Available data
++++++++++++++++++++
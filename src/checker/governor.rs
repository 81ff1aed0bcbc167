//! 平台限流器
//!
//! 每个平台一个实例，同时限制：
//! 1. 并发检测数（信号量）
//! 2. 相邻两次放行的最小间隔（互斥保护的下一次可放行时间点）
//!
//! 不同平台之间互不影响

use parking_lot::Mutex;
use std::sync::atomic::{AtomicUsize, Ordering};
use std::sync::Arc;
use std::time::Duration;
use tokio::sync::{OwnedSemaphorePermit, Semaphore};
use tokio::time::Instant;
use tracing::debug;

use super::types::Platform;

/// 平台限流器
#[derive(Debug)]
pub struct RateGovernor {
    platform: Platform,
    /// 最大并发检测数
    concurrency_limit: usize,
    /// 相邻放行的最小间隔
    min_interval: Duration,
    semaphore: Arc<Semaphore>,
    /// 下一次可放行的时间点
    next_slot: Mutex<Option<Instant>>,
    /// 当前已放行（持有许可）的检测数
    admitted: Arc<AtomicUsize>,
    /// 历史最大同时放行数
    peak_admitted: Arc<AtomicUsize>,
}

impl RateGovernor {
    /// 创建限流器
    ///
    /// `concurrency_limit` 为 0 时按 1 处理
    pub fn new(platform: Platform, concurrency_limit: usize, min_interval: Duration) -> Self {
        let concurrency_limit = concurrency_limit.max(1);
        debug!(
            "创建限流器: platform={}, 并发上限={}, 最小间隔={:?}",
            platform, concurrency_limit, min_interval
        );

        Self {
            platform,
            concurrency_limit,
            min_interval,
            semaphore: Arc::new(Semaphore::new(concurrency_limit)),
            next_slot: Mutex::new(None),
            admitted: Arc::new(AtomicUsize::new(0)),
            peak_admitted: Arc::new(AtomicUsize::new(0)),
        }
    }

    pub fn platform(&self) -> Platform {
        self.platform
    }

    pub fn concurrency_limit(&self) -> usize {
        self.concurrency_limit
    }

    pub fn min_interval(&self) -> Duration {
        self.min_interval
    }

    /// 当前已放行的检测数
    pub fn admitted(&self) -> usize {
        self.admitted.load(Ordering::SeqCst)
    }

    /// 历史最大同时放行数
    pub fn peak_admitted(&self) -> usize {
        self.peak_admitted.load(Ordering::SeqCst)
    }

    /// 等待放行
    ///
    /// 不会失败，只会延迟。返回的许可被 drop 时释放并发槽位。
    /// 调用方需自行用超时包裹，避免无限等待。
    pub async fn admit(&self) -> AdmitPermit {
        let permit = Arc::clone(&self.semaphore)
            .acquire_owned()
            .await
            .expect("governor semaphore is never closed");

        let current = self.admitted.fetch_add(1, Ordering::SeqCst) + 1;
        self.peak_admitted.fetch_max(current, Ordering::SeqCst);
        let admit_permit = AdmitPermit {
            _permit: permit,
            admitted: Arc::clone(&self.admitted),
        };

        // 放行时才占用时间点
        while let Err(wait_until) = self.try_claim_slot() {
            debug!(
                "[{}] 频率限制，等待 {:?}",
                self.platform,
                wait_until.saturating_duration_since(Instant::now())
            );
            tokio::time::sleep_until(wait_until).await;
        }

        admit_permit
    }

    /// 尝试占用当前时间点，未到下一个可放行时间点时返回该时间点
    fn try_claim_slot(&self) -> Result<(), Instant> {
        let mut next_slot = self.next_slot.lock();
        let now = Instant::now();
        match *next_slot {
            Some(at) if at > now => Err(at),
            _ => {
                *next_slot = Some(now + self.min_interval);
                Ok(())
            }
        }
    }
}

/// 放行许可（RAII）
///
/// drop 时释放并发槽位
#[derive(Debug)]
pub struct AdmitPermit {
    _permit: OwnedSemaphorePermit,
    admitted: Arc<AtomicUsize>,
}

impl Drop for AdmitPermit {
    fn drop(&mut self) {
        self.admitted.fetch_sub(1, Ordering::SeqCst);
    }
}
//! 日志系统配置
//!
//! 支持控制台输出和文件持久化，文件按天滚动，自动清理过期日志

use crate::config::LogConfig;
use chrono::Local;
use std::fs;
use std::path::Path;
use tracing::info;
use tracing_appender::non_blocking::WorkerGuard;
use tracing_subscriber::{
    fmt::{self, time::ChronoLocal},
    layer::SubscriberExt,
    util::SubscriberInitExt,
    EnvFilter,
};

/// 日志文件名前缀，滚动后的文件名为 `pan-check.log.YYYY-MM-DD`
const LOG_FILE_PREFIX: &str = "pan-check.log";

/// 日志系统守卫
/// 必须保持存活，否则日志写入线程会终止
pub struct LogGuard {
    _file_guard: Option<WorkerGuard>,
}

/// 初始化日志系统
///
/// RUST_LOG 环境变量优先于配置中的日志级别
pub fn init_logging(config: &LogConfig) -> LogGuard {
    let env_filter =
        EnvFilter::try_from_default_env().unwrap_or_else(|_| EnvFilter::new(&config.level));

    // 控制台输出层（输出到 stderr，stdout 留给检测结果）
    let console_layer = fmt::layer()
        .with_target(true)
        .with_level(true)
        .with_timer(ChronoLocal::new("%Y-%m-%d %H:%M:%S%.3f".to_string()))
        .with_writer(std::io::stderr)
        .with_ansi(true);

    if !config.enabled {
        tracing_subscriber::registry()
            .with(env_filter)
            .with(console_layer)
            .init();
        return LogGuard { _file_guard: None };
    }

    if let Err(e) = fs::create_dir_all(&config.log_dir) {
        eprintln!("创建日志目录失败: {:?}, 错误: {}", config.log_dir, e);
        // 回退到只使用控制台输出
        tracing_subscriber::registry()
            .with(env_filter)
            .with(console_layer)
            .init();
        return LogGuard { _file_guard: None };
    }

    let file_appender = tracing_appender::rolling::daily(&config.log_dir, LOG_FILE_PREFIX);
    let (non_blocking, file_guard) = tracing_appender::non_blocking(file_appender);

    // 文件输出层（不带 ANSI 颜色）
    let file_layer = fmt::layer()
        .with_target(true)
        .with_level(true)
        .with_timer(ChronoLocal::new("%Y-%m-%d %H:%M:%S%.3f".to_string()))
        .with_ansi(false)
        .with_writer(non_blocking);

    tracing_subscriber::registry()
        .with(env_filter)
        .with(console_layer)
        .with(file_layer)
        .init();

    info!(
        "日志系统初始化完成: 目录={:?}, 保留天数={}, 级别={}",
        config.log_dir, config.retention_days, config.level
    );

    let deleted = cleanup_old_logs(&config.log_dir, config.retention_days);
    if deleted > 0 {
        info!("已清理 {} 个过期日志文件", deleted);
    }

    LogGuard {
        _file_guard: Some(file_guard),
    }
}

/// 清理过期日志文件，返回删除的文件数
fn cleanup_old_logs(log_dir: &Path, retention_days: u32) -> usize {
    let today = Local::now().date_naive();
    let retention = chrono::Duration::days(i64::from(retention_days));

    let entries = match fs::read_dir(log_dir) {
        Ok(entries) => entries,
        Err(e) => {
            tracing::warn!("读取日志目录失败: {:?}, 错误: {}", log_dir, e);
            return 0;
        }
    };

    let mut deleted_count = 0;
    for entry in entries.flatten() {
        let path = entry.path();
        if !path.is_file() {
            continue;
        }

        let Some(date) = path
            .file_name()
            .and_then(|name| name.to_str())
            .and_then(date_from_filename)
        else {
            continue;
        };

        if today.signed_duration_since(date) <= retention {
            continue;
        }

        match fs::remove_file(&path) {
            Ok(()) => {
                deleted_count += 1;
                tracing::debug!("已删除过期日志文件: {:?}", path);
            }
            Err(e) => tracing::warn!("删除过期日志文件失败: {:?}, 错误: {}", path, e),
        }
    }

    deleted_count
}

/// 从滚动日志文件名中提取日期
///
/// `pan-check.log.2024-05-01` -> 2024-05-01，其他文件返回 None
fn date_from_filename(filename: &str) -> Option<chrono::NaiveDate> {
    let date_str = filename
        .strip_prefix(LOG_FILE_PREFIX)?
        .strip_prefix('.')?;
    chrono::NaiveDate::parse_from_str(date_str, "%Y-%m-%d").ok()
}
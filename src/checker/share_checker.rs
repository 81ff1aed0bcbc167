// 分享链接检测器（组合根）

use async_trait::async_trait;
use std::time::Duration;
use tokio::time::Instant;
use tracing::{debug, info};

use super::base::BaseChecker;
use super::error::CheckFailure;
use super::types::{CheckResult, Platform};
use super::{LinkChecker, ProviderProbe};
use crate::share::ShareLinkParser;

/// 分享链接检测器
///
/// 组合限流器、链接解析器和平台探测，对外只暴露 `check`
pub struct ShareChecker<P> {
    base: BaseChecker,
    parser: ShareLinkParser,
    probe: P,
}

impl<P: ProviderProbe> ShareChecker<P> {
    pub fn new(base: BaseChecker, parser: ShareLinkParser, probe: P) -> Self {
        Self {
            base,
            parser,
            probe,
        }
    }

    pub fn base(&self) -> &BaseChecker {
        &self.base
    }

    pub fn parser(&self) -> &ShareLinkParser {
        &self.parser
    }

    /// 放行后的检测流程：解析 -> 探测
    async fn run(&self, link: &str, deadline: Instant) -> Result<(), CheckFailure> {
        let locator = self.parser.parse(link).await?;
        debug!(
            "[{}] 解析链接成功: resource_id={}, has_password={}",
            self.base.platform(),
            locator.resource_id,
            !locator.pass_code.is_empty()
        );
        self.probe.probe(&locator, deadline).await
    }
}

#[async_trait]
impl<P: ProviderProbe> LinkChecker for ShareChecker<P> {
    fn platform(&self) -> Platform {
        self.base.platform()
    }

    fn handles_host(&self, host: &str) -> bool {
        self.parser.policy().accepts_host(host)
    }

    async fn check_with_deadline(&self, link: &str, admission_deadline: Instant) -> CheckResult {
        let waiting_since = Instant::now();
        let _permit =
            match tokio::time::timeout_at(admission_deadline, self.base.apply_rate_limit()).await {
                Ok(permit) => permit,
                Err(_) => {
                    info!("[{}] 等待限流放行超时: {}", self.base.platform(), link);
                    return CheckResult::invalid(
                        &CheckFailure::RequestTimeout,
                        waiting_since.elapsed(),
                    );
                }
            };

        let start = Instant::now();
        let deadline = start + self.base.timeout();
        let outcome = self.run(link, deadline).await;
        let result = CheckResult::from_outcome(&outcome, start.elapsed());

        match &outcome {
            Ok(()) => info!(
                "[{}] 链接有效: {} ({}ms)",
                self.base.platform(),
                link,
                result.duration_ms
            ),
            Err(failure) => info!(
                "[{}] 链接失效: {}, 原因: {} ({}ms)",
                self.base.platform(),
                link,
                failure.detail(),
                result.duration_ms
            ),
        }

        result
    }

    fn admission_timeout(&self) -> Duration {
        self.base.admission_timeout()
    }
}

#[cfg(test)]
mod tests {
    use super::*;
    use crate::checker::ResourceLocator;
    use crate::share::{RedirectResolve, ResolveError, SharePolicy};
    use futures::future::join_all;
    use std::sync::atomic::{AtomicUsize, Ordering};
    use std::sync::Arc;

    /// 不应被调用的重定向解析器
    struct NoRedirect;

    #[async_trait]
    impl RedirectResolve for NoRedirect {
        async fn resolve(&self, _url: &str, _timeout: Duration) -> Result<String, ResolveError> {
            Err(ResolveError::Network("unexpected redirect".to_string()))
        }
    }

    /// 固定重定向到指定地址
    struct FixedRedirect(&'static str);

    #[async_trait]
    impl RedirectResolve for FixedRedirect {
        async fn resolve(&self, _url: &str, _timeout: Duration) -> Result<String, ResolveError> {
            Ok(self.0.to_string())
        }
    }

    /// 可注入延迟、统计并发的探测替身
    #[derive(Default)]
    struct FakeProbe {
        delay: Duration,
        calls: AtomicUsize,
        in_flight: AtomicUsize,
        max_in_flight: AtomicUsize,
    }

    #[async_trait]
    impl ProviderProbe for Arc<FakeProbe> {
        async fn probe(
            &self,
            _locator: &ResourceLocator,
            deadline: Instant,
        ) -> Result<(), CheckFailure> {
            self.calls.fetch_add(1, Ordering::SeqCst);
            let now = self.in_flight.fetch_add(1, Ordering::SeqCst) + 1;
            self.max_in_flight.fetch_max(now, Ordering::SeqCst);
            let slept = tokio::time::timeout_at(deadline, tokio::time::sleep(self.delay)).await;
            self.in_flight.fetch_sub(1, Ordering::SeqCst);
            slept.map_err(|_| CheckFailure::RequestTimeout)
        }
    }

    fn checker(
        limit: usize,
        timeout: Duration,
        probe: Arc<FakeProbe>,
    ) -> ShareChecker<Arc<FakeProbe>> {
        let base = BaseChecker::new(Platform::Quark, limit, timeout);
        let parser = ShareLinkParser::new(
            SharePolicy::quark(),
            Arc::new(NoRedirect),
            Duration::from_secs(1),
        );
        ShareChecker::new(base, parser, probe)
    }

    const LINK: &str = "https://pan.quark.cn/s/39749e1fb630";

    #[tokio::test]
    async fn test_malformed_link_never_probes() {
        let probe = Arc::new(FakeProbe::default());
        let checker = checker(2, Duration::from_secs(1), Arc::clone(&probe));

        for link in [
            "http://pan.quark.cn/s/abc",
            "https://pan.example.com/s/abc",
            "https://pan.quark.cn/s/",
            "https://pan.quark.cn/s/abc?pwd=x",
            "not a url",
        ] {
            let result = checker.check(link).await;
            assert!(!result.valid, "{} should be invalid", link);
            assert!(result.duration_ms >= 0);
            assert!(!result.failure_reason.is_empty());
        }
        assert_eq!(probe.calls.load(Ordering::SeqCst), 0);
    }

    #[tokio::test]
    async fn test_duration_grows_with_probe_delay() {
        let fast = Arc::new(FakeProbe::default());
        let slow = Arc::new(FakeProbe {
            delay: Duration::from_millis(150),
            ..Default::default()
        });

        let fast_result = checker(1, Duration::from_secs(2), fast).check(LINK).await;
        let slow_result = checker(1, Duration::from_secs(2), slow).check(LINK).await;

        assert!(fast_result.valid && slow_result.valid);
        assert!(slow_result.duration_ms >= 150);
        assert!(slow_result.duration_ms >= fast_result.duration_ms);
    }

    #[tokio::test]
    async fn test_timeout_duration_approximates_limit() {
        let probe = Arc::new(FakeProbe {
            delay: Duration::from_secs(5),
            ..Default::default()
        });
        let result = checker(1, Duration::from_millis(100), probe)
            .check(LINK)
            .await;

        assert!(!result.valid);
        assert_eq!(result.failure_reason, "request timeout");
        assert!(result.duration_ms >= 100);
        assert!(result.duration_ms < 1000);
    }

    #[tokio::test]
    async fn test_admission_deadline_expires() {
        let probe = Arc::new(FakeProbe {
            delay: Duration::from_millis(500),
            ..Default::default()
        });
        let checker = Arc::new(checker(1, Duration::from_secs(2), probe));

        let busy = {
            let checker = Arc::clone(&checker);
            tokio::spawn(async move { checker.check(LINK).await })
        };
        tokio::time::sleep(Duration::from_millis(50)).await;

        let deadline = Instant::now() + Duration::from_millis(50);
        let starved = checker.check_with_deadline(LINK, deadline).await;
        assert!(!starved.valid);
        assert_eq!(starved.failure_reason, "request timeout");

        assert!(busy.await.unwrap().valid);
    }

    #[tokio::test]
    async fn test_concurrency_limit_under_load() {
        let probe = Arc::new(FakeProbe {
            delay: Duration::from_millis(20),
            ..Default::default()
        });
        let checker = Arc::new(checker(3, Duration::from_secs(5), Arc::clone(&probe)));

        let checks = (0..20).map(|_| {
            let checker = Arc::clone(&checker);
            tokio::spawn(async move { checker.check(LINK).await })
        });
        for handle in join_all(checks).await {
            assert!(handle.unwrap().valid);
        }

        assert_eq!(probe.calls.load(Ordering::SeqCst), 20);
        assert!(probe.max_in_flight.load(Ordering::SeqCst) <= 3);
        assert!(checker.base().governor().peak_admitted() <= 3);
        assert_eq!(checker.base().governor().admitted(), 0);
    }

    #[tokio::test]
    async fn test_recheck_gives_same_verdict() {
        let probe = Arc::new(FakeProbe::default());
        let checker = checker(1, Duration::from_secs(1), probe);

        let first = checker.check(LINK).await;
        let second = checker.check(LINK).await;
        assert_eq!(first.valid, second.valid);
        assert!(first.valid);
    }

    #[tokio::test]
    async fn test_alias_redirecting_off_platform_fails_without_probe() {
        let probe = Arc::new(FakeProbe::default());
        let parser = ShareLinkParser::new(
            SharePolicy::quark(),
            Arc::new(FixedRedirect("https://evil.example/s/x")),
            Duration::from_secs(1),
        );
        let checker = ShareChecker::new(
            BaseChecker::new(Platform::Quark, 1, Duration::from_secs(1)),
            parser,
            Arc::clone(&probe),
        );

        let result = checker.check("https://pan.qoark.cn/s/short1").await;

        assert!(!result.valid);
        assert_eq!(result.failure_reason, "redirect failure");
        assert_eq!(probe.calls.load(Ordering::SeqCst), 0);
        assert_eq!(checker.base().governor().admitted(), 0);
    }

    #[tokio::test]
    async fn test_alias_redirecting_to_canonical_is_probed() {
        let probe = Arc::new(FakeProbe::default());
        let parser = ShareLinkParser::new(
            SharePolicy::quark(),
            Arc::new(FixedRedirect("https://pan.quark.cn/s/39749e1fb630")),
            Duration::from_secs(1),
        );
        let checker = ShareChecker::new(
            BaseChecker::new(Platform::Quark, 1, Duration::from_secs(1)),
            parser,
            Arc::clone(&probe),
        );

        let result = checker.check("https://pan.qoark.cn/s/short1").await;

        assert!(result.valid);
        assert_eq!(probe.calls.load(Ordering::SeqCst), 1);
    }

    #[test]
    fn test_handles_alias_host() {
        let checker = checker(1, Duration::from_secs(1), Arc::new(FakeProbe::default()));
        assert!(checker.handles_host("pan.quark.cn"));
        assert!(checker.handles_host("pan.qoark.cn"));
        assert!(!checker.handles_host("pan.baidu.com"));
        assert_eq!(checker.platform(), Platform::Quark);
    }
}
++++++++++++++++++++
What is needed
Look through the data above. Copy every line with the string "None" in it.

Answer to the problem
            next_slot: Mutex::new(None),
        return LogGuard { _file_guard: None };
        return LogGuard { _file_guard: None };
/// `pan-check.log.2024-05-01` -> 2024-05-01，其他文件返回 None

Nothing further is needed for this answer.